Input material: Begin
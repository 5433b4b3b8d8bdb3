use std::num::NonZeroUsize;
use std::path::{Path, PathBuf};

use anyhow::{Context, Result, bail};
use cenplot_core::layout::x_bounds;
use cenplot_core::{
    Figure, PlotSettings, TrackConfig, XBounds, merge_figures, plot_one_cen, write_outputs,
};
use rayon::ThreadPoolBuilder;
use rayon::prelude::*;

#[derive(clap::Args, Debug)]
pub struct DrawArgs {
    /// Track file (TOML, or YAML for .yaml/.yml).
    #[clap(short = 't', long, value_parser)]
    pub input_tracks: PathBuf,

    /// Contigs to draw. Every contig in the track data when omitted.
    #[clap(short = 'c', long, value_parser, num_args = 1..)]
    pub chroms: Vec<String>,

    /// Output directory for per-contig figures.
    #[clap(short = 'd', long, value_parser, default_value = ".")]
    pub outdir: PathBuf,

    /// Merged SVG with every successfully drawn contig stacked vertically.
    #[clap(short = 'o', long, value_parser)]
    pub outfile: Option<PathBuf>,

    /// Number of contigs drawn in parallel.
    #[clap(short = 'p', long, value_parser, default_value = "4")]
    pub processes: NonZeroUsize,

    /// Use one x-axis range, the union over all contigs, for every figure.
    #[clap(long, action)]
    pub share_xlim: bool,

    /// Verbosity (-v info, -vv debug).
    #[clap(short, long, action = clap::ArgAction::Count)]
    pub verbose: u8,
}

/// What happened to each requested contig.
#[derive(Debug, Default)]
pub struct Summary {
    pub drawn: Vec<String>,
    pub failed: Vec<String>,
}

/// Union of the x-axis bounds of every contig that has any.
fn shared_bounds(config: &TrackConfig, chroms: &[String]) -> Option<XBounds> {
    chroms
        .par_iter()
        .filter_map(|chrom| {
            let tracks = config.track_list(Some(chrom)).ok()?;
            match x_bounds(tracks.tracks()) {
                Ok(bounds) => Some(bounds),
                Err(err) => {
                    log::warn!("{chrom}: {err}; not included in the shared x-axis range");
                    None
                }
            }
        })
        .reduce_with(XBounds::union)
}

fn draw_one(
    config: &TrackConfig,
    settings: &PlotSettings,
    chrom: &str,
    outdir: &Path,
) -> Result<Figure> {
    let tracks = config.track_list(Some(chrom))?;
    let figure = plot_one_cen(tracks.tracks(), chrom, settings)?;
    let written = write_outputs(&figure, outdir, &settings.format)?;
    log::info!(
        "{chrom}: wrote {}",
        written
            .iter()
            .map(|p| p.display().to_string())
            .collect::<Vec<_>>()
            .join(", ")
    );
    Ok(figure)
}

pub fn run(args: &DrawArgs) -> Result<Summary> {
    let config = TrackConfig::load(&args.input_tracks)
        .with_context(|| format!("reading track file {}", args.input_tracks.display()))?;

    let chroms: Vec<String> = if args.chroms.is_empty() {
        config.chroms().to_vec()
    } else {
        args.chroms.clone()
    };
    if chroms.is_empty() {
        bail!("no contigs to draw: none given and the track data names none");
    }

    let pool = ThreadPoolBuilder::new()
        .num_threads(args.processes.get())
        .build()
        .context("building worker pool")?;

    let mut settings = config.settings.clone();
    if args.share_xlim && settings.xlim.is_none() {
        match pool.install(|| shared_bounds(&config, &chroms)) {
            Some(bounds) => {
                log::info!("shared x-axis range: [{}, {}]", bounds.min, bounds.max);
                settings.xlim = Some((bounds.min, bounds.max));
            }
            None => log::warn!("no contig has x-axis bounds to share"),
        }
    }

    let results: Vec<(String, Result<Figure>)> = pool.install(|| {
        chroms
            .par_iter()
            .map(|chrom| {
                let result = draw_one(&config, &settings, chrom, &args.outdir)
                    .with_context(|| format!("drawing {chrom}"));
                (chrom.clone(), result)
            })
            .collect()
    });

    let mut summary = Summary::default();
    let mut figures = Vec::with_capacity(results.len());
    for (chrom, result) in results {
        match result {
            Ok(figure) => {
                summary.drawn.push(chrom);
                figures.push(figure);
            }
            Err(err) => {
                log::error!("{err:#}");
                summary.failed.push(chrom);
            }
        }
    }

    if let Some(outfile) = &args.outfile {
        if figures.is_empty() {
            log::warn!("no figures drawn; not writing {}", outfile.display());
        } else {
            std::fs::write(outfile, merge_figures(&figures))
                .with_context(|| format!("writing merged figure {}", outfile.display()))?;
            log::info!("wrote merged figure {}", outfile.display());
        }
    }

    Ok(summary)
}

#[cfg(test)]
mod tests {
    use super::*;
    use clap::Parser;

    #[derive(Parser, Debug)]
    struct Cli {
        #[clap(flatten)]
        draw: DrawArgs,
    }

    const HOR_ROWS: &str = "\
chr1\t0\t1700\tS1C1H1L\t0\t+\t0\t1700\t0,0,0
chr1\t1700\t3400\tS1C1H1L\t0\t-\t1700\t3400\t0,0,0
chr2\t0\t340\tS2C2H1L\t0\t-\t0\t340\t0,0,0
";

    fn setup(dir: &Path) -> PathBuf {
        std::fs::write(dir.join("hor.bed"), HOR_ROWS).unwrap();
        let tracks = dir.join("tracks.toml");
        std::fs::write(
            &tracks,
            r#"
            [settings]
            dim = [4.0, 2.0]
            dpi = 72

            [[tracks]]
            title = "{chrom}"
            type = "hor"
            proportion = 0.5
            path = "hor.bed"

            [[tracks]]
            type = "strand"
            proportion = 0.2
            path = "hor.bed"
            options = { min_len = 0 }
            "#,
        )
        .unwrap();
        tracks
    }

    #[test]
    fn parses_flags() {
        let cli = Cli::try_parse_from([
            "cenplot", "-t", "t.toml", "-c", "chr1", "chr2", "-p", "2", "--share-xlim", "-vv",
        ])
        .unwrap();
        assert_eq!(cli.draw.chroms, ["chr1", "chr2"]);
        assert_eq!(cli.draw.processes.get(), 2);
        assert!(cli.draw.share_xlim);
        assert_eq!(cli.draw.verbose, 2);
        assert!(Cli::try_parse_from(["cenplot", "-t", "t.toml", "-p", "0"]).is_err());
    }

    #[test]
    fn draws_every_contig_and_merges() {
        let dir = tempfile::tempdir().unwrap();
        let tracks = setup(dir.path());
        let out = dir.path().join("out");
        let merged = dir.path().join("all.svg");
        let args = DrawArgs {
            input_tracks: tracks,
            chroms: Vec::new(),
            outdir: out.clone(),
            outfile: Some(merged.clone()),
            processes: NonZeroUsize::MIN,
            share_xlim: true,
            verbose: 0,
        };
        let summary = run(&args).unwrap();
        assert!(summary.failed.is_empty());
        assert_eq!(summary.drawn.len(), 2);
        assert!(out.join("chr1.svg").exists());
        assert!(out.join("chr2.svg").exists());
        assert!(std::fs::read_to_string(merged).unwrap().contains("chr2"));
    }

    #[test]
    fn one_bad_contig_does_not_stop_the_rest() {
        let dir = tempfile::tempdir().unwrap();
        let tracks = setup(dir.path());
        let args = DrawArgs {
            input_tracks: tracks,
            chroms: vec!["chr1".into(), "chrUn".into()],
            outdir: dir.path().join("out"),
            outfile: None,
            processes: NonZeroUsize::MIN,
            share_xlim: false,
            verbose: 0,
        };
        let summary = run(&args).unwrap();
        assert_eq!(summary.drawn, ["chr1"]);
        assert_eq!(summary.failed, ["chrUn"]);
    }
}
Input material: End
**Try it**
The required output is the exact run of lines from the beginning of the listing above to the line that contains "data when omitted.", inclusive of both.

**Response to this exercise**
repository 5433b4b3b8d8bdb3
use std::num::NonZeroUsize;
use std::path::{Path, PathBuf};

use anyhow::{Context, Result, bail};
use cenplot_core::layout::x_bounds;
use cenplot_core::{
    Figure, PlotSettings, TrackConfig, XBounds, merge_figures, plot_one_cen, write_outputs,
};
use rayon::ThreadPoolBuilder;
use rayon::prelude::*;

#[derive(clap::Args, Debug)]
pub struct DrawArgs {
    /// Track file (TOML, or YAML for .yaml/.yml).
    #[clap(short = 't', long, value_parser)]
    pub input_tracks: PathBuf,

    /// Contigs to draw. Every contig in the track data when omitted.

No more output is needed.